1. Existing behaviors won't change
2. People making the mistake today don't get unintelligible errors which makes
the warning more visible

The next version where this is a problem is .NET 20, which will ship in 2035
(assuming we keep the schedule). I think 10 years of warning people to include a
period ought to be enough to avoid this problem.

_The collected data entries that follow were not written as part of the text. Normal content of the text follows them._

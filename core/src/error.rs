use thiserror::Error;

#[derive(Error, Debug)]
pub enum SimError {
    #[error("I/O error: {0}")]
    Io(#[from] std::io::Error),

    #[error("Serialization error: {0}")]
    Serialization(#[from] serde_json::Error),

    #[error("Invalid world document: {reason}")]
    InvalidWorld { reason: String },

    #[error("Transition to tick {tick} panicked: {message}")]
    TransitionPanicked { tick: u64, message: String },

    #[error("Tile '{tile_id}' already exists")]
    TileExists { tile_id: String },

    #[error("Extension '{id}' not found")]
    ExtensionNotFound { id: String },

    #[error("Extension '{id}' failed to register: {reason}")]
    RegistrationFailed { id: String, reason: String },

    #[error(transparent)]
    Other(#[from] anyhow::Error),
}

pub type SimResult<T> = Result<T, SimError>;
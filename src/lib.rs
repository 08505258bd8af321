//! Address Book - an in-memory contact directory.
//!
//! Stores named records, each holding zero or more validated ten-digit phone
//! numbers, and supports lookup, insertion, and deletion of both records and
//! individual phone numbers.
//!
//! # Architecture
//!
//! - **domain**: Validated value objects (`Name`, `Phone`) and the `Field` trait
//! - **models**: The `Record` aggregate and the `AddressBook` collection
//! - **error**: Custom error types for precise error handling
//! - **config**: Configuration management from environment variables
//!
//! # Example
//!
//! ```
//! use address_book::{AddressBook, Record};
//!
//! let mut john = Record::new("John").unwrap();
//! john.add_phone("1234567890").unwrap();
//! john.add_phone("5555555555").unwrap();
//! john.edit_phone("1234567890", "1112223333").unwrap();
//!
//! let mut book = AddressBook::new();
//! book.add_record(john);
//!
//! assert_eq!(
//!     book.find("John").unwrap().to_string(),
//!     "Contact name: John, phones: 1112223333; 5555555555"
//! );
//! ```

pub mod config;
pub mod domain;
pub mod error;
pub mod models;

pub use config::Config;
pub use domain::{Field, Name, Phone, ValidationError};
pub use error::{BookError, BookResult, ConfigError, ConfigResult};
pub use models::{AddressBook, Record};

In fact, we should consider
making omitting a version number a build break in, say, .NET 12.

### Usage

| GitHub Usage of a Framework | Without `.0` | With `.0` | Percent |
| --------------------------------------- | -----------: | --------: | ------- |
| [`net5`] vs [`net5.0`] | 916 | 142k | 0.6% |
| [`net6`] vs [`net6.0`] | 2.3k | 436k | 0.5% |
| [`net7`] vs [`net7.0`] | 520 | 138k | 0.4% |
| [`net8`] vs [`net8.0`] | 704 | 381k | 0.2% |
| [`net9`] vs [`net9.0`] | 9 | 4.3k | 0.2% |
| [`netstandard2`] vs [`netstandard2.0`] | 83 | 132k | 0.1% |

[`net5`]: https://github.com/search?q=net5%3C%2FTargetFramework%3E+lang%3Axml&type=code
[`net6`]: https://github.com/search?q=net6%3C%2FTargetFramework%3E+lang%3Axml&type=code
[`net7`]: https://github.com/search?q=net7%3C%2FTargetFramework%3E+lang%3Axml&type=code
[`net8`]: https://github.com/search?q=net8%3C%2FTargetFramework%3E+lang%3Axml&type=code
[`net9`]: https://github.com/search?q=net9%3C%2FTargetFramework%3E+lang%3Axml&type=code
[`net5.0`]: https://github.com/search?q=net5.0%3C%2FTargetFramework%3E+lang%3Axml&type=code
[`net6.0`]: https://github.com/search?q=net6.0%3C%2FTargetFramework%3E+lang%3Axml&type=code
[`net7.0`]: https://github.com/search?q=net7.0%3C%2FTargetFramework%3E+lang%3Axml&type=code
[`net8.0`]: https://github.com/search?q=net8.0%3C%2FTargetFramework%3E+lang%3Axml&type=code
[`net9.0`]: https://github.com/search?q=net9.0%3C%2FTargetFramework%3E+lang%3Axml&type=code
[`netstandard2`]: https://github.com/search?q=netstandard2%3C%2FTargetFramework%3E+lang%3Axml&type=code
[`netstandard2.0`]: https://github.com/search?q=netstandard2.0%3C%2FTargetFramework%3E+lang%3Axml&type=code

## Q & A

### What about `net10.0`

That is the preferred syntax and will continue to work. The point of this work
is not to make `net10` work because it's nicer -- it's to promote "framework
names should be specified with a period", but we don't want to make this an
error (because many, many people use `net472` today) but a warning. However,
when using `net10` will most likely fail because the SDK doesn't support
targeting it, which will drown out the warning telling you to use period.
Failing it only for `net10` would be possible but feel odd because we'd prefer
periods for all framework names, not just for `net10.0`.